[Collected data entries]
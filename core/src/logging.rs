//! Debug log: a `log` backend that appends to a file.
//!
//! tmux runs this program from key bindings and hooks, so stderr is not
//! visible. The CLI opens `debug.log` in the config directory at startup,
//! installs it as the `log` backend, and flushes it before exiting. Every
//! entry is flushed as it is written.
//!
//! The level comes from `FOCUS_ZOOM_LOG` (`off`, `error`, `warn`, `info`,
//! `debug`, `trace`); the default is `debug`.

use std::fs::{File, OpenOptions};
use std::io::Write;
use std::path::Path;
use std::sync::Mutex;

use log::{LevelFilter, Log, Metadata, Record};

pub const LOG_FILE: &str = "debug.log";
pub const LEVEL_ENV: &str = "FOCUS_ZOOM_LOG";


pub struct FileLogger {
    level: LevelFilter,
    file: Mutex<File>,
}

impl FileLogger {
    /// Open (or create) `path` for appending.
    pub fn open(path: &Path, level: LevelFilter) -> std::io::Result<FileLogger> {
        if let Some(dir) = path.parent() {
            std::fs::create_dir_all(dir)?;
        }
        let file = OpenOptions::new().create(true).append(true).open(path)?;
        Ok(FileLogger {
            level,
            file: Mutex::new(file),
        })
    }

    /// Make this the process-wide `log` backend.
    pub fn install(self) -> Result<(), log::SetLoggerError> {
        let level = self.level;
        log::set_boxed_logger(Box::new(self))?;
        log::set_max_level(level);
        Ok(())
    }
}

impl Log for FileLogger {
    fn enabled(&self, metadata: &Metadata) -> bool {
        metadata.level() <= self.level
    }

    fn log(&self, record: &Record) {
        if !self.enabled(record.metadata()) {
            return;
        }
        if let Ok(mut file) = self.file.lock() {
            let _ = writeln!(
                file,
                "[{}] {:<5} {}",
                chrono::Local::now().format("%H:%M:%S%.3f"),
                record.level(),
                record.args()
            );
            let _ = file.flush();
        }
    }

    fn flush(&self) {
        if let Ok(mut file) = self.file.lock() {
            let _ = file.flush();
        }
    }
}


/// Level from `FOCUS_ZOOM_LOG`, `debug` when unset or unrecognised.
pub fn level_from_env() -> LevelFilter {
    std::env::var(LEVEL_ENV)
        .ok()
        .and_then(|v| parse_level(&v))
        .unwrap_or(LevelFilter::Debug)
}

fn parse_level(raw: &str) -> Option<LevelFilter> {
    raw.trim().parse::<LevelFilter>().ok()
}


/// Open `<config_dir>/debug.log` and install it. Returns false when logging
/// is off or the file cannot be opened; the program runs on without a log.
pub fn init(config_dir: &Path, level: LevelFilter) -> bool {
    if level == LevelFilter::Off {
        return false;
    }
    match FileLogger::open(&config_dir.join(LOG_FILE), level) {
        Ok(logger) => logger.install().is_ok(),
        Err(_) => false,
    }
}


/// Flush the installed backend. Call once before the process exits.
pub fn shutdown() {
    log::logger().flush();
}


#[cfg(test)]
mod tests {
    use super::*;
    use log::Level;

    fn emit(logger: &FileLogger, level: Level, message: &str) {
        logger.log(
            &Record::builder()
                .level(level)
                .args(format_args!("{}", message))
                .build(),
        );
    }

    #[test]
    fn writes_and_flushes_each_entry() {
        let dir = tempfile::tempdir().unwrap();
        let path = dir.path().join("logs").join(LOG_FILE);
        let logger = FileLogger::open(&path, LevelFilter::Debug).unwrap();
        emit(&logger, Level::Info, "zoom applied");
        let text = std::fs::read_to_string(&path).unwrap();
        assert!(text.contains("INFO  zoom applied"));
        assert!(text.starts_with('['));
    }

    #[test]
    fn filters_below_level() {
        let dir = tempfile::tempdir().unwrap();
        let path = dir.path().join(LOG_FILE);
        let logger = FileLogger::open(&path, LevelFilter::Warn).unwrap();
        emit(&logger, Level::Debug, "hidden");
        emit(&logger, Level::Error, "shown");
        let text = std::fs::read_to_string(&path).unwrap();
        assert!(!text.contains("hidden"));
        assert!(text.contains("ERROR shown"));
    }

    #[test]
    fn appends_across_opens() {
        let dir = tempfile::tempdir().unwrap();
        let path = dir.path().join(LOG_FILE);
        emit(&FileLogger::open(&path, LevelFilter::Info).unwrap(), Level::Info, "first");
        emit(&FileLogger::open(&path, LevelFilter::Info).unwrap(), Level::Info, "second");
        let text = std::fs::read_to_string(&path).unwrap();
        assert_eq!(text.lines().count(), 2);
    }

    #[test]
    fn parses_levels() {
        assert_eq!(parse_level("trace"), Some(LevelFilter::Trace));
        assert_eq!(parse_level(" WARN "), Some(LevelFilter::Warn));
        assert_eq!(parse_level("off"), Some(LevelFilter::Off));
        assert_eq!(parse_level("loud"), None);
    }

    // The only test that installs the global backend.
    #[test]
    fn install_registers_backend() {
        let dir = tempfile::tempdir().unwrap();
        let path = dir.path().join(LOG_FILE);
        let logger = FileLogger::open(&path, LevelFilter::Warn).unwrap();
        assert!(logger.install().is_ok());
        assert_eq!(log::max_level(), LevelFilter::Warn);
        log::warn!("through the facade");
        shutdown();
        let text = std::fs::read_to_string(&path).unwrap();
        assert!(text.contains("WARN  through the facade"));
    }

    #[test]
    fn init_off_does_nothing() {
        let dir = tempfile::tempdir().unwrap();
        assert!(!init(dir.path(), LevelFilter::Off));
        assert!(!dir.path().join(LOG_FILE).exists());
    }
}
/// Live geometry of one pane, as reported by `tmux list-panes`.
#[derive(Debug, Clone, PartialEq, Eq)]
pub struct TmuxPane {
    /// tmux pane id including the `%` prefix, e.g. `%26`.
    pub id: String,
    pub index: u32,
    pub width: u32,
    pub height: u32,
    pub left: u32,
    pub top: u32,
    pub active: bool,
}
//! Shared types, error model, and configuration for staffsync.
//!
//! This crate is the foundation depended on by all other staffsync crates.
//! It provides:
//! - [`StaffSyncError`]: the unified error type
//! - Domain types ([`Member`], [`StaffEntry`], [`StaffRecord`], [`BioStore`])
//! - Configuration ([`AppConfig`], [`RunSettings`], env and config loading)

pub mod config;
pub mod error;
pub mod types;

// Re-export public API at crate root for ergonomic imports.
pub use config::{
    AppConfig, CanvasConfig, EnvLayer, OutputConfig, RunSettings, SettingsOverrides,
    load_config, load_config_from, parse_env_file,
};
pub use error::{Result, StaffSyncError};
pub use types::{
    BioEntry, BioStore, Course, CourseQuery, DEFAULT_COURSE_NAME, FALLBACK_BIO, Member, RoleHint,
    StaffEntry, StaffRecord, StaffRole, UNKNOWN_NAME, normalize_name,
};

### Work order
From the data above, copy each line where the string "impl" appears.

### Solution for this task
impl FileLogger {
impl Log for FileLogger {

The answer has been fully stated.